Hi Kim! This is a complicated situation, isn't it? You'll need to work all of this out with your veterinarians, but I can certainly offer some ideas for further discussion at least. ;-)

Yes, I've heard of something very much like this, most often in draught horses, occasionally in certain Warmbloods, also in light horses of many breeds. It seems to be a form of myositis, and there's a strong connection between the disease and a deficiency of vitamin E.

There is quite a lot of research that shows a connection between vitamin E deficiency and EPM, EMND, EPSM and EDM. You already know what EPM is, so I won't go into that. EDM (equine degenerative myeloencephalopathy), a disease of the spinal cord and brain stem, is one of the causes of 'wobbler syndrome' - and it too has been linked to a vitamin E deficiency.

EMND (Equine motor neuron disease) is a comparatively rare disease of the nerve cells controlling the skeletal muscles. Horses with EMND may become thin and show muscle atrophy, spend a good deal of their time lying down, tremble, and shift their weight constantly from one hind leg to the other. They may also do a lot of sweating with no apparent reason. When veterinarians take blood or tissue samples from these horses, the samples invariably show low levels of vitamin E. The cause still isn't known, but some environmental risk factors have been identified, and the main one is a combination of no grazing (in other words, no fresh green feed, which is the primary source of vitamin E) and low-quality hay. In the research with which I'm most familiar, a group of EMND horses was put on pasture for a long period (up to two years), and several of the horses were also given supplemental vitamin E. Four of the five horses in the group showed dramatic clinical improvement. In a related experiment, horses were put on a diet deficient in vitamin E for a year or more, after which most did develop EMND.

EPSM is another vitamin E- related condition. Horses with EPSM have a low tolerance for exercise - even mild exercise. They will often seem to be lame, a little or a lot, but always "off". They may find it difficult to walk backward, or to get up when they have been lying down. Sometimes there is no overt lameness, but the horse will seem thin, poorly-muscled, and apathetic - this is the horse that you turn out into a field and instead of running around, it just stands there, head low, seemingly completely without energy.

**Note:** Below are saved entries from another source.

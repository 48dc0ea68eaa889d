// Copyright 2023 RangeKV Project Authors. Licensed under Apache-2.0.

use std::fmt;

mod key;
mod kvpair;
mod value;

pub use key::Key;
pub use kvpair::KvPair;
pub use value::Value;

struct HexRepr<'a>(pub &'a [u8]);

impl fmt::Display for HexRepr<'_> {
    fn fmt(&self, f: &mut fmt::Formatter) -> fmt::Result {
        for byte in self.0 {
            write!(f, "{byte:02X}")?;
        }
        Ok(())
    }
}
// Copyright 2023 RangeKV Project Authors. Licensed under Apache-2.0.

//! Cluster topology messages shared by the placement directory and the stores.

/// A contiguous key range `[start_key, end_key)` served by one replica group.
#[derive(Clone, PartialEq, ::prost::Message)]
pub struct Region {
    #[prost(uint64, tag = "1")]
    pub id: u64,
    /// Inclusive lower bound. Empty means the beginning of the keyspace.
    #[prost(bytes = "vec", tag = "2")]
    pub start_key: Vec<u8>,
    /// Exclusive upper bound. Empty means the end of the keyspace.
    #[prost(bytes = "vec", tag = "3")]
    pub end_key: Vec<u8>,
    /// Bumped on every split/merge (`version`) or peer-membership change
    /// (`conf_ver`). Stale epochs are rejected by the serving store.
    #[prost(message, optional, tag = "4")]
    pub region_epoch: Option<RegionEpoch>,
    #[prost(message, repeated, tag = "5")]
    pub peers: Vec<Peer>,
}

#[derive(Clone, Copy, PartialEq, Eq, Hash, ::prost::Message)]
pub struct RegionEpoch {
    #[prost(uint64, tag = "1")]
    pub conf_ver: u64,
    #[prost(uint64, tag = "2")]
    pub version: u64,
}

#[derive(Clone, PartialEq, ::prost::Message)]
pub struct Peer {
    #[prost(uint64, tag = "1")]
    pub id: u64,
    #[prost(uint64, tag = "2")]
    pub store_id: u64,
}

#[derive(Clone, PartialEq, ::prost::Message)]
pub struct Store {
    #[prost(uint64, tag = "1")]
    pub id: u64,
    /// The address the store serves KV RPCs on.
    #[prost(string, tag = "2")]
    pub address: String,
    #[prost(enumeration = "StoreState", tag = "3")]
    pub state: i32,
    #[prost(message, repeated, tag = "4")]
    pub labels: Vec<StoreLabel>,
}

#[derive(Clone, PartialEq, ::prost::Message)]
pub struct StoreLabel {
    #[prost(string, tag = "1")]
    pub key: String,
    #[prost(string, tag = "2")]
    pub value: String,
}

#[derive(Clone, Copy, Debug, PartialEq, Eq, Hash, PartialOrd, Ord, ::prost::Enumeration)]
#[repr(i32)]
pub enum StoreState {
    Up = 0,
    Offline = 1,
    Tombstone = 2,
}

There's no one breed that gets this disease, although I'm most familiar with its manifestation in draught horses. It occurs in most of our (USA) light horse breeds, as well as in our draught horses and mules. Your vet can give you more information.

And now, back to the vitamin...

Where do horses get vitamin E?

For horses, the source of vitamin E is fresh green pasture. When a horse doesn't have access to pasture, it doesn't have access to vitamin E - unless the vitamin is added to its feed.

There is very little vitamin E added to most bagged horse feeds. What little there is can be destroyed by storage, heat, age, and sunlight - and the same is true of the vitamin E in your supplement bottles. Fresh vitamin E supplements, properly stored (in a dark bottle in a cool place), may help your horse. Old or inappropriately-stored vitamin E supplements may have no effect whatsoever.

What does vitamin E do?

We're still learning about the metabolic role of this vitamin. We know that it seems to prevent free radical damage to tissues, and that it has an effect on the oxygen available to blood and muscles. Without sufficient vitamin E, nerves and muscles cannot function properly.

Is it safe to supplement?

Vitamin E toxicity is rare. Regular blood checks and supplementation if necessary can be cheap insurance for your horse's health. If your horse is out on good green pasture most of the year, he is highly unlikely to have a vitamin E deficiency - but if he has no access to green pasture, or if he spends a great deal of time in the barn, he will probably need supplementation. Even good hay can lose a lot of its vitamin E content while it's being harvested and stored. Young horses, sick horses, horses in hard work, and old horses will probably also benefit from supplemental vitamin E. Ask your veterinarian about horses' changing needs for vitamin E - and about their changing ability to absorb the vitamin.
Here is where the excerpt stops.